Hypoxanthine guanine phosphoribosyltransferase 1 (HPRT1) is a mutational biomarker and a housekeeping human reporter gene that is predominantly employed to assess mutation frequencies associated with cancer development. In this study, our purpose was to identify potential inhibitors against the human hypoxanthine guanine phosphoribosyltransferase (HPRT) protein encoded by HPRT1 gene by employing an integrated in silico approach. The library of 17,967 phytochemicals (IMPPAT 2.0 database) was screened for drug-like properties followed by molecular docking, resulting in the selection of top 20 phytochemicals.
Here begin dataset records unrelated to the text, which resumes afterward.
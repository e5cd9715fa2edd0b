//! Scoring example for the dagrun executor
//!
//! Two leaf tasks produce numbers, a third adds them and the root formats a
//! score from the sum and one of the leaves. Every task simulates one second
//! of work; since the leaves run concurrently and the shared leaf runs once,
//! the whole graph finishes in about three seconds.

use std::fmt;
use std::time::{Duration, Instant};

use dagrun::{
    async_trait, BoxError, Dependency, DependencyGraph, ExecutionContext, Executor,
    SimpleConsoleReporter, TaskKey, TaskSpec,
};
use tracing_subscriber::EnvFilter;

const WORK: Duration = Duration::from_secs(1);

/// Values flowing through the context
#[derive(Clone, Debug, PartialEq)]
enum Value {
    Number(i64),
    Text(String),
}

impl Value {
    fn number(&self) -> Result<i64, BoxError> {
        match self {
            Value::Number(n) => Ok(*n),
            Value::Text(text) => Err(format!("expected a number, found {text:?}").into()),
        }
    }
}

impl fmt::Display for Value {
    fn fmt(&self, f: &mut fmt::Formatter<'_>) -> fmt::Result {
        match self {
            Value::Number(n) => write!(f, "{n}"),
            Value::Text(text) => f.write_str(text),
        }
    }
}

#[derive(Debug, Default)]
struct Base;

#[derive(Debug, Default)]
struct Bonus;

#[derive(Debug, Default)]
struct Subtotal;

#[derive(Debug, Default)]
struct Score;

#[async_trait]
impl TaskSpec for Base {
    type Output = Value;

    fn key(&self) -> TaskKey {
        "base".into()
    }

    async fn compute(&self, _context: &ExecutionContext<Value>) -> Result<Value, BoxError> {
        tokio::time::sleep(WORK).await;
        Ok(Value::Number(23))
    }
}

#[async_trait]
impl TaskSpec for Bonus {
    type Output = Value;

    fn key(&self) -> TaskKey {
        "bonus".into()
    }

    async fn compute(&self, _context: &ExecutionContext<Value>) -> Result<Value, BoxError> {
        tokio::time::sleep(WORK).await;
        Ok(Value::Number(3))
    }
}

#[async_trait]
impl TaskSpec for Subtotal {
    type Output = Value;

    fn key(&self) -> TaskKey {
        "subtotal".into()
    }

    fn dependencies(&self) -> Vec<Dependency<Value>> {
        vec![Dependency::of::<Base>("base"), Dependency::of::<Bonus>("bonus")]
    }

    async fn compute(&self, context: &ExecutionContext<Value>) -> Result<Value, BoxError> {
        tokio::time::sleep(WORK).await;
        let base = context.get("base")?.number()?;
        let bonus = context.get("bonus")?.number()?;
        Ok(Value::Number(base + bonus))
    }
}

#[async_trait]
impl TaskSpec for Score {
    type Output = Value;

    fn key(&self) -> TaskKey {
        "score".into()
    }

    fn dependencies(&self) -> Vec<Dependency<Value>> {
        vec![
            Dependency::of::<Bonus>("bonus"),
            Dependency::of::<Subtotal>("subtotal"),
        ]
    }

    async fn compute(&self, context: &ExecutionContext<Value>) -> Result<Value, BoxError> {
        tokio::time::sleep(WORK).await;
        let subtotal = context.get("subtotal")?.number()?;
        let bonus = context.get("bonus")?.number()?;
        Ok(Value::Text(format!("score: {}", subtotal + bonus)))
    }
}

#[tokio::main]
async fn main() -> Result<(), Box<dyn std::error::Error>> {
    tracing_subscriber::fmt()
        .with_env_filter(EnvFilter::from_default_env())
        .init();

    let start_time = Instant::now();

    let graph = DependencyGraph::build(Dependency::of::<Score>("score"))?;
    let executor = Executor::new().with_reporter(SimpleConsoleReporter::with_prefix("score"));
    let result = executor.run(&graph, &ExecutionContext::new()).await?;

    println!("{result}");
    println!("Time taken: {:.0} seconds", start_time.elapsed().as_secs_f64());
    Ok(())
}
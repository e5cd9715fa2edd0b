//! Common types and configuration for the executor

use std::num::NonZeroUsize;
use std::time::Duration;

use serde::{Deserialize, Serialize};

use crate::error::{ConfigError, ConfigResult};

/// Upper bound on the number of tasks running at the same time
#[derive(Debug, Clone, Copy, Default, PartialEq, Eq, Serialize, Deserialize)]
pub enum Limit {
    /// There is no limit.
    #[default]
    None,

    /// There is an upper limit.
    Max(NonZeroUsize),

    /// Use the available parallelism of the machine.
    Default,
}

impl Limit {
    /// Resolve to a concrete bound, `None` meaning unbounded
    pub fn resolve(self) -> Option<usize> {
        match self {
            Limit::None => None,
            Limit::Max(max) => Some(max.get()),
            Limit::Default => Some(
                std::thread::available_parallelism()
                    .map(NonZeroUsize::get)
                    .unwrap_or(1),
            ),
        }
    }
}

impl From<usize> for Limit {
    fn from(value: usize) -> Self {
        NonZeroUsize::new(value).map(Limit::Max).unwrap_or(Limit::None)
    }
}

/// Configuration for the executor
#[derive(Debug, Clone, PartialEq, Eq, Serialize, Deserialize)]
#[serde(default)]
pub struct ExecutorConfig {
    /// Maximum number of tasks that can execute concurrently
    pub max_concurrent_tasks: Limit,

    /// Timeout for individual tasks (None for no timeout)
    pub task_timeout: Option<Duration>,

    /// Whether the root task's result is also stored in the context
    pub store_root_result: bool,
}

impl Default for ExecutorConfig {
    fn default() -> Self {
        Self {
            max_concurrent_tasks: Limit::None,
            task_timeout: None,
            store_root_result: true,
        }
    }
}

impl ExecutorConfig {
    /// Create a new executor configuration with default values
    pub fn new() -> Self {
        Self::default()
    }

    /// Set the maximum number of concurrent tasks
    pub fn with_max_concurrent_tasks(mut self, limit: impl Into<Limit>) -> Self {
        self.max_concurrent_tasks = limit.into();
        self
    }

    /// Set the per-task timeout
    pub fn with_task_timeout(mut self, timeout: Duration) -> ConfigResult<Self> {
        if timeout.is_zero() {
            return Err(ConfigError::InvalidTimeout { duration: timeout });
        }
        self.task_timeout = Some(timeout);
        Ok(self)
    }

    /// Choose whether the root result is stored under the root's key
    pub fn with_store_root_result(mut self, store: bool) -> Self {
        self.store_root_result = store;
        self
    }

    /// Validate the configuration
    pub fn validate(&self) -> ConfigResult<()> {
        if let Some(timeout) = self.task_timeout {
            if timeout.is_zero() {
                return Err(ConfigError::InvalidTimeout { duration: timeout });
            }
        }
        Ok(())
    }
}
//! Progress reporting for task execution
//!
//! The executor emits a [`TaskExecutionEvent`] at every lifecycle step of a
//! run. Reporters receive them from the scheduling loop, in order.

use std::time::Duration;

use crate::task::TaskKey;

/// Event types that can be reported during task execution
#[derive(Debug, Clone, PartialEq, Eq)]
pub enum TaskExecutionEvent {
    /// A run started
    ExecutionStarted { root: TaskKey, total_tasks: usize },
    /// Task execution started
    TaskStarted { key: TaskKey, task_name: String },
    /// Task stored its result
    TaskCompleted {
        key: TaskKey,
        task_name: String,
        duration: Duration,
    },
    /// Task execution failed
    TaskFailed {
        key: TaskKey,
        task_name: String,
        error: String,
        duration: Duration,
    },
    /// A run finished, successfully or not
    ExecutionFinished {
        total_tasks: usize,
        completed_tasks: usize,
        failed_tasks: usize,
        duration: Duration,
    },
}

/// Trait for reporting task execution progress
pub trait ExecutionReporter: Send + Sync {
    /// Report a task execution event
    fn report_event(&mut self, event: TaskExecutionEvent);

    /// Called when the reporter is no longer needed
    fn finish(&mut self) {}
}

/// A no-op reporter that discards all events
#[derive(Debug, Default)]
pub struct NoOpReporter;

impl ExecutionReporter for NoOpReporter {
    fn report_event(&mut self, _event: TaskExecutionEvent) {}
}

/// A simple console reporter
#[derive(Debug, Default)]
pub struct SimpleConsoleReporter {
    prefix: Option<String>,
}

impl SimpleConsoleReporter {
    pub fn new() -> Self {
        Self { prefix: None }
    }

    /// Prefix every line with `[prefix]`
    pub fn with_prefix(prefix: impl Into<String>) -> Self {
        Self {
            prefix: Some(prefix.into()),
        }
    }

    fn format_duration(duration: Duration) -> String {
        if duration.as_secs() > 0 {
            format!("{:.1}s", duration.as_secs_f32())
        } else {
            format!("{}ms", duration.as_millis())
        }
    }

    fn render(&self, event: &TaskExecutionEvent) -> String {
        let prefix = self
            .prefix
            .as_ref()
            .map(|p| format!("[{}] ", p))
            .unwrap_or_default();

        match event {
            TaskExecutionEvent::ExecutionStarted { root, total_tasks } => {
                format!("{}Running {} ({} tasks)", prefix, root, total_tasks)
            }
            TaskExecutionEvent::TaskStarted { task_name, .. } => {
                format!("{}Started {}", prefix, task_name)
            }
            TaskExecutionEvent::TaskCompleted {
                task_name, duration, ..
            } => format!(
                "{}Completed {} in {}",
                prefix,
                task_name,
                Self::format_duration(*duration)
            ),
            TaskExecutionEvent::TaskFailed {
                task_name,
                error,
                duration,
                ..
            } => format!(
                "{}Failed {} after {} - {}",
                prefix,
                task_name,
                Self::format_duration(*duration),
                error
            ),
            TaskExecutionEvent::ExecutionFinished {
                total_tasks,
                completed_tasks,
                failed_tasks,
                duration,
            } => format!(
                "{}Finished: {}/{} completed, {} failed in {}",
                prefix,
                completed_tasks,
                total_tasks,
                failed_tasks,
                Self::format_duration(*duration)
            ),
        }
    }
}

impl ExecutionReporter for SimpleConsoleReporter {
    fn report_event(&mut self, event: TaskExecutionEvent) {
        println!("{}", self.render(&event));
    }
}

/// A multi-reporter that broadcasts events to multiple reporters
#[derive(Default)]
pub struct MultiReporter {
    reporters: Vec<Box<dyn ExecutionReporter>>,
}

impl MultiReporter {
    pub fn new() -> Self {
        Self::default()
    }

    pub fn add_reporter<R: ExecutionReporter + 'static>(mut self, reporter: R) -> Self {
        self.reporters.push(Box::new(reporter));
        self
    }
}

impl ExecutionReporter for MultiReporter {
    fn report_event(&mut self, event: TaskExecutionEvent) {
        for reporter in &mut self.reporters {
            reporter.report_event(event.clone());
        }
    }

    fn finish(&mut self) {
        for reporter in &mut self.reporters {
            reporter.finish();
        }
    }
}
//! Metadata persisted next to the GeoIP database.

use serde::{Deserialize, Serialize};
use sha2::{Digest, Sha256};
use std::fs;
use std::path::Path;
use std::time::SystemTime;

use crate::error::Result;

/// What we know about the database currently on disk.
#[derive(Debug, Clone, Serialize, Deserialize, Default, PartialEq, Eq)]
pub struct UpdateMetadata {
    #[serde(with = "system_time_serde")]
    pub last_updated: Option<SystemTime>,
    pub etag: Option<String>,
    /// Hex SHA-256 of the published database bytes
    #[serde(default)]
    pub sha256: Option<String>,
}

mod system_time_serde {
    use serde::{Deserialize, Deserializer, Serialize, Serializer};
    use std::time::{Duration, SystemTime, UNIX_EPOCH};

    pub fn serialize<S>(time: &Option<SystemTime>, serializer: S) -> Result<S::Ok, S::Error>
    where
        S: Serializer,
    {
        match time {
            Some(t) => {
                let duration = t.duration_since(UNIX_EPOCH).unwrap_or_default();
                Some(duration.as_secs()).serialize(serializer)
            }
            None => None::<u64>.serialize(serializer),
        }
    }

    pub fn deserialize<'de, D>(deserializer: D) -> Result<Option<SystemTime>, D::Error>
    where
        D: Deserializer<'de>,
    {
        let secs: Option<u64> = Option::deserialize(deserializer)?;
        Ok(secs.map(|s| UNIX_EPOCH + Duration::from_secs(s)))
    }
}

/// Hex encoded SHA-256 of `data`.
pub fn sha256_hex(data: &[u8]) -> String {
    Sha256::digest(data)
        .iter()
        .map(|b| format!("{:02x}", b))
        .collect()
}

impl UpdateMetadata {
    /// Metadata for a database published now.
    pub fn published(data: &[u8], etag: Option<String>) -> Self {
        Self {
            last_updated: Some(SystemTime::now()),
            etag,
            sha256: Some(sha256_hex(data)),
        }
    }

    /// Load metadata from a file.
    ///
    /// Returns default metadata if the file doesn't exist.
    pub fn load(path: impl AsRef<Path>) -> Result<Self> {
        let path = path.as_ref();
        if !path.exists() {
            return Ok(Self::default());
        }
        let content = fs::read_to_string(path)?;
        Ok(serde_json::from_str(&content)?)
    }

    /// Save metadata to a file.
    pub fn save(&self, path: impl AsRef<Path>) -> Result<()> {
        let content = serde_json::to_string_pretty(self)?;
        fs::write(path, content)?;
        Ok(())
    }

    /// Whether `data` is byte-identical to the recorded database.
    pub fn same_content(&self, data: &[u8]) -> bool {
        self.sha256.as_deref() == Some(sha256_hex(data).as_str())
    }
}
#[cfg(test)]
mod tests {
    use super::*;
    use crate::config::AppConfig;
    use crate::rule::geoip::tests::StaticCountries;
    use crate::rule::CountryDatabase;
    use hickory_proto::op::Query;
    use hickory_proto::rr::rdata::{A, AAAA, CNAME};
    use hickory_proto::rr::{Name, Record, RecordType};
    use std::str::FromStr;

    fn request(name: &str) -> Message {
        let mut msg = Message::new();
        msg.set_id(4242);
        msg.set_recursion_desired(true);
        msg.add_query(Query::query(Name::from_str(name).unwrap(), RecordType::A));
        msg
    }

    fn answer(req: &Message, ips: &[&str]) -> Message {
        let mut msg = error_response(req, ResponseCode::NoError);
        let name = req.queries()[0].name().clone();
        for ip in ips {
            let rdata = match ip.parse::<IpAddr>().unwrap() {
                IpAddr::V4(v4) => RData::A(A(v4)),
                IpAddr::V6(v6) => RData::AAAA(AAAA(v6)),
            };
            msg.add_answer(Record::from_rdata(name.clone(), 300, rdata));
        }
        msg
    }

    fn engine(json: &str, countries: &[(&str, &'static str)]) -> FallbackEngine {
        let config = AppConfig::from_json(json).unwrap().compile();
        let geo = GeoClassifier::new();
        if !countries.is_empty() {
            geo.publish(GeoDatabase::new(StaticCountries::of(countries), "test"));
        }
        FallbackEngine::new(config, Arc::new(geo))
    }

    const NS: &str = r#""nameServers": [{"ip": "8.8.8.8", "protocol": "Udp"}]"#;

    #[test]
    fn test_no_name_servers_is_passthrough() {
        let e = engine(r#"{"domains": ["+.bad.com"], "ipcidr": ["0.0.0.0/0"]}"#, &[]);
        let req = request("www.bad.com");

        assert!(!e.has_fallback());
        assert_eq!(e.decide(&req, None), Verdict::Accept);
        assert_eq!(e.decide(&req, Some(&answer(&req, &["1.2.3.4"]))), Verdict::Accept);
    }

    #[test]
    fn test_except_domain_accepts_unexamined() {
        let e = engine(
            &format!(
                r#"{{"domains": ["+.corp.lan"], "exceptDomains": ["+.corp.lan"], "ipcidr": ["10.0.0.0/8"], {}}}"#,
                NS
            ),
            &[],
        );
        let req = request("git.corp.lan");

        assert_eq!(e.classify("git.corp.lan"), QueryClass::Exempt);
        assert_eq!(e.decide(&req, Some(&answer(&req, &["10.1.1.1"]))), Verdict::Accept);
        assert_eq!(e.decide(&req, None), Verdict::Accept);
    }

    #[test]
    fn test_domain_rule_bypasses_inspection() {
        let e = engine(&format!(r#"{{"domains": ["*.badcdn.com"], {}}}"#, NS), &[]);
        let req = request("x.badcdn.com.");

        assert_eq!(e.classify("x.badcdn.com."), QueryClass::Bypass);
        assert_eq!(
            e.decide(&req, Some(&answer(&req, &["1.2.3.4"]))),
            Verdict::Fallback(FallbackReason::DomainRule("*.badcdn.com".to_string()))
        );
        assert_eq!(e.classify("other.com"), QueryClass::Normal);
    }

    #[test]
    fn test_missing_error_or_empty_answer() {
        let e = engine(&format!("{{{}}}", NS), &[]);
        let req = request("example.com");

        assert_eq!(e.decide(&req, None), Verdict::Fallback(FallbackReason::NoAnswer));
        assert_eq!(
            e.decide(&req, Some(&error_response(&req, ResponseCode::ServFail))),
            Verdict::Fallback(FallbackReason::ErrorCode(ResponseCode::ServFail))
        );
        assert_eq!(
            e.decide(&req, Some(&answer(&req, &[]))),
            Verdict::Fallback(FallbackReason::EmptyAnswer)
        );
    }

    #[test]
    fn test_one_contaminated_record_triggers_fallback() {
        let e = engine(&format!(r#"{{"ipcidr": ["198.18.0.0/15"], {}}}"#, NS), &[]);
        let req = request("example.com");

        let resp = answer(&req, &["93.184.216.34", "198.19.0.1", "93.184.216.35"]);
        assert_eq!(
            e.decide(&req, Some(&resp)),
            Verdict::Fallback(FallbackReason::IpRange("198.19.0.1".parse().unwrap()))
        );

        let clean = answer(&req, &["93.184.216.34"]);
        assert_eq!(e.decide(&req, Some(&clean)), Verdict::Accept);
    }

    #[test]
    fn test_geo_rejects_foreign_and_unknown() {
        let e = engine(
            &format!(r#"{{"geo": {{"isEnabled": true, "countries": ["CN"]}}, {}}}"#, NS),
            &[("1.1.1.1", "CN"), ("2.2.2.2", "US")],
        );
        let req = request("example.com");

        assert_eq!(e.decide(&req, Some(&answer(&req, &["1.1.1.1"]))), Verdict::Accept);
        assert_eq!(
            e.decide(&req, Some(&answer(&req, &["1.1.1.1", "2.2.2.2"]))),
            Verdict::Fallback(FallbackReason::Country {
                ip: "2.2.2.2".parse().unwrap(),
                country: "US".to_string()
            })
        );
        assert_eq!(
            e.decide(&req, Some(&answer(&req, &["3.3.3.3"]))),
            Verdict::Fallback(FallbackReason::UnknownCountry("3.3.3.3".parse().unwrap()))
        );
    }

    /// Publishes its replacement into the classifier on the first lookup.
    struct SwapOnLookup {
        classifier: Arc<GeoClassifier>,
        next: Mutex<Option<GeoDatabase>>,
        countries: StaticCountries,
    }

    impl CountryDatabase for SwapOnLookup {
        fn country(&self, ip: IpAddr) -> Option<String> {
            if let Some(db) = self.next.lock().take() {
                self.classifier.publish(db);
            }
            self.countries.country(ip)
        }
    }

    #[test]
    fn test_publish_during_decide_uses_one_snapshot() {
        let config = AppConfig::from_json(&format!(
            r#"{{"geo": {{"isEnabled": true, "countries": ["CN"]}}, {}}}"#,
            NS
        ))
        .unwrap()
        .compile();
        let classifier = Arc::new(GeoClassifier::new());
        let replacement = GeoDatabase::new(
            StaticCountries::of(&[("1.1.1.1", "US"), ("2.2.2.2", "CN")]),
            "new",
        );
        classifier.publish(GeoDatabase::new(
            SwapOnLookup {
                classifier: classifier.clone(),
                next: Mutex::new(Some(replacement)),
                countries: StaticCountries::of(&[("1.1.1.1", "CN"), ("2.2.2.2", "US")]),
            },
            "old",
        ));
        let e = FallbackEngine::new(config, classifier.clone());
        let req = request("example.com");
        let resp = answer(&req, &["1.1.1.1", "2.2.2.2"]);

        // Whole answer judged against the old table, even though it was replaced mid-way
        assert_eq!(
            e.decide(&req, Some(&resp)),
            Verdict::Fallback(FallbackReason::Country {
                ip: "2.2.2.2".parse().unwrap(),
                country: "US".to_string()
            })
        );
        assert_eq!(classifier.snapshot().unwrap().source(), "new");

        // Next decision sees only the new table
        assert_eq!(
            e.decide(&req, Some(&resp)),
            Verdict::Fallback(FallbackReason::Country {
                ip: "1.1.1.1".parse().unwrap(),
                country: "US".to_string()
            })
        );
    }

    #[test]
    fn test_geo_without_database_fails_closed() {
        let e = engine(
            &format!(r#"{{"geo": {{"isEnabled": true, "countries": ["CN"]}}, {}}}"#, NS),
            &[],
        );
        let req = request("example.com");
        assert!(e.decide(&req, Some(&answer(&req, &["1.1.1.1"]))).is_fallback());
    }

    #[test]
    fn test_geo_disabled_or_empty_countries_skips_lookup() {
        let req = request("example.com");

        let disabled = engine(
            &format!(r#"{{"geo": {{"isEnabled": false, "countries": ["CN"]}}, {}}}"#, NS),
            &[],
        );
        assert_eq!(disabled.decide(&req, Some(&answer(&req, &["2.2.2.2"]))), Verdict::Accept);

        let no_countries = engine(&format!(r#"{{"geo": {{"isEnabled": true}}, {}}}"#, NS), &[]);
        assert_eq!(
            no_countries.decide(&req, Some(&answer(&req, &["2.2.2.2"]))),
            Verdict::Accept
        );
    }

    #[test]
    fn test_ipv6_geo_checked_but_not_range_checked() {
        let e = engine(
            &format!(
                r#"{{"ipcidr": ["0.0.0.0/0"], "geo": {{"isEnabled": true, "countries": ["JP"]}}, {}}}"#,
                NS
            ),
            &[("2001:db8::1", "JP"), ("2001:db8::2", "KR")],
        );
        let req = request("example.com");

        assert_eq!(e.decide(&req, Some(&answer(&req, &["2001:db8::1"]))), Verdict::Accept);
        assert!(e.decide(&req, Some(&answer(&req, &["2001:db8::2"]))).is_fallback());
    }

    #[test]
    fn test_non_address_records_ignored() {
        let e = engine(&format!(r#"{{"ipcidr": ["0.0.0.0/0"], {}}}"#, NS), &[]);
        let req = request("www.example.com");

        let mut resp = answer(&req, &[]);
        resp.add_answer(Record::from_rdata(
            Name::from_str("www.example.com").unwrap(),
            300,
            RData::CNAME(CNAME(Name::from_str("example.net").unwrap())),
        ));
        assert_eq!(e.decide(&req, Some(&resp)), Verdict::Accept);
    }

    #[test]
    fn test_decide_is_repeatable() {
        let e = engine(
            &format!(
                r#"{{"ipcidr": ["10.0.0.0/8"], "geo": {{"isEnabled": true, "countries": ["DE"]}}, {}}}"#,
                NS
            ),
            &[("5.5.5.5", "DE"), ("5.5.5.6", "DE")],
        );
        let req = request("example.de");
        let resp = answer(&req, &["5.5.5.5", "5.5.5.6"]);

        for _ in 0..100 {
            assert_eq!(e.decide(&req, Some(&resp)), Verdict::Accept);
        }
    }

    #[test]
    fn test_answer_addresses_order() {
        let req = request("example.com");
        let resp = answer(&req, &["1.1.1.1", "::1", "2.2.2.2"]);
        let ips: Vec<String> = answer_addresses(&resp).map(|ip| ip.to_string()).collect();
        assert_eq!(ips, vec!["1.1.1.1", "::1", "2.2.2.2"]);
    }

    #[test]
    fn test_error_response_echoes_question() {
        let req = request("example.com");
        let resp = error_response(&req, ResponseCode::ServFail);
        assert_eq!(resp.id(), 4242);
        assert_eq!(resp.message_type(), MessageType::Response);
        assert_eq!(resp.response_code(), ResponseCode::ServFail);
        assert_eq!(resp.queries(), req.queries());
        assert_eq!(query_name(&resp), "example.com");
    }
}
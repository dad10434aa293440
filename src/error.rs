//! Error types for dns-fallback.

use thiserror::Error;

/// Error type for dns-fallback operations.
#[derive(Error, Debug)]
pub enum Error {
    /// IO error
    #[error("IO error: {0}")]
    Io(#[from] std::io::Error),

    /// JSON parsing error
    #[error("JSON parsing error: {0}")]
    Json(#[from] serde_json::Error),

    /// Configuration error
    #[error("configuration error: {0}")]
    Config(String),

    /// Invalid IP address
    #[error("invalid IP address: {0}")]
    InvalidIpAddress(String),

    /// Name server entry that cannot be used
    #[error("invalid name server: {0}")]
    InvalidNameServer(String),

    /// Proxy entry that cannot be used
    #[error("invalid proxy: {0}")]
    InvalidProxy(String),

    /// GeoIP database error
    #[error("GeoIP error: {0}")]
    GeoIp(String),

    /// Download error
    #[error("download error: {0}")]
    Download(#[from] reqwest::Error),

    /// Non-success HTTP status from the subscription URL
    #[error("unexpected HTTP status: {0}")]
    HttpStatus(u16),

    /// Upstream resolution failure
    #[error("resolve error: {0}")]
    Resolve(String),
}

/// Result type alias for dns-fallback operations.
pub type Result<T> = std::result::Result<T, Error>;

/// Error type for domain rule operations.
#[derive(Error, Debug, PartialEq, Eq)]
pub enum DomainRuleError {
    /// Empty pattern
    #[error("empty domain pattern")]
    EmptyPattern,

    /// Wildcard prefix with nothing after it
    #[error("domain pattern has no suffix after wildcard: {0}")]
    MissingSuffix(String),
}

/// Error type for CIDR rule operations.
#[derive(Error, Debug, PartialEq, Eq)]
pub enum CidrRuleError {
    /// Invalid CIDR notation
    #[error("invalid IPv4 CIDR notation: {0}")]
    InvalidCidr(String),
}

/// Error type for GeoIP rule operations.
#[derive(Error, Debug, PartialEq, Eq)]
pub enum GeoIpRuleError {
    /// Invalid country code (must be 2 characters)
    #[error("invalid country code (must be 2 characters): {0}")]
    InvalidCountryCode(String),
}
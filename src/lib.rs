//! dns-fallback - A DNS contamination fallback engine.
//!
//! This crate sits between a DNS server and its upstreams. After a query has been
//! answered through the normal (direct) path, the engine decides whether that
//! answer can be trusted. Untrusted answers are re-resolved through a configured
//! set of fallback name servers, optionally behind a proxy.
//!
//! # Features
//!
//! - **Domain rules**: `*.` (one label) and `+.` (any depth) suffix patterns that
//!   skip the direct path entirely
//! - **Exempt domains**: names whose direct answers are never examined
//! - **IP-CIDR rules**: IPv4 ranges that mark an answer as contaminated
//! - **GeoIP policy**: answers whose addresses fall outside an allowed country set
//!   are re-resolved
//! - **Hot reload**: a subscribed GeoIP database is refreshed daily and swapped
//!   atomically without blocking lookups
//! - **Never fails**: a bad configuration degrades to passthrough, a failed
//!   fallback degrades to the direct answer
//!
//! # Quick Start
//!
//! ```ignore
//! use dns_fallback::{FallbackApp, HostContext};
//!
//! let app = FallbackApp::initialize(host, r#"{
//!     "domains": ["*.badcdn.com"],
//!     "ipcidr": ["198.18.0.0/15"],
//!     "geo": {"isEnabled": true, "countries": ["CN"]},
//!     "nameServers": [{"ip": "8.8.8.8", "protocol": "Udp"}]
//! }"#);
//!
//! let response = app.process_request(&request).await;
//!
//! app.stop().await;
//! ```
//!
//! # Decision Order
//!
//! 1. No fallback name servers: accept
//! 2. Exempt domain: accept
//! 3. Domain rule: fallback
//! 4. Missing answer, error response code or empty answer: fallback
//! 5. Any A/AAAA record in a configured range or outside the allowed
//!    countries: fallback
//! 6. Otherwise: accept

mod error;
mod metadata;

pub mod config;
pub mod engine;
pub mod geoip_manager;
pub mod rule;
pub mod upstream;
pub mod verdict;

// Re-export core types
pub use error::{CidrRuleError, DomainRuleError, Error, GeoIpRuleError, Result};
pub use verdict::{DomainClass, FallbackReason, QueryClass, Verdict};

// Re-export engine
pub use config::{AppConfig, EngineConfig};
pub use engine::{FallbackApp, FallbackEngine};

// Re-export host capabilities
pub use upstream::{
    HostContext, NameServer, NoCache, Protocol, Proxy, ProxyType, ResponseCache, Resolve,
    UpstreamConnector, Upstreams,
};

// Re-export rule types
pub use rule::{
    CidrRange, CountryLookup, CountrySet, DomainMatcher, DomainPattern, GeoClassifier,
    GeoDatabase, GeoPolicy, RangeTable,
};

// Re-export GeoIP refresh
pub use geoip_manager::{GeoRefresher, RefreshOutcome};
pub use metadata::UpdateMetadata;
Further interaction profile revealed that IMPHY008718 (Gibberellin A34) and IMPHY011650 (Chasmanthin) binds at the GMP binding site of the HPRT1 protein. ADMET properties and biological function predictions of the selected compounds indicate their anticancer potential. Both IMPHY008718 and IMPHY011650 docked complexes were examined in 200 ns MD simulations. Comprehensive MD trajectory analysis was performed in addition to principal component, free energy and MM/PBSA analysis. Furthermore, in vitro human HPRT inhibition assay confirmed and revealed inhibitory potential for Gibberellin A34 (K_i 0.121 µM) and Chasmanthin (K_i 0.368 µM), as compared to standard inhibitor, HGPRT/TBrHGPRT1-IN-1 (K_i 0.032 µM). Overall, these results strongly recommend further experimental work concerning these plant-based molecules as human HPRT inhibitors for anticancer drug development.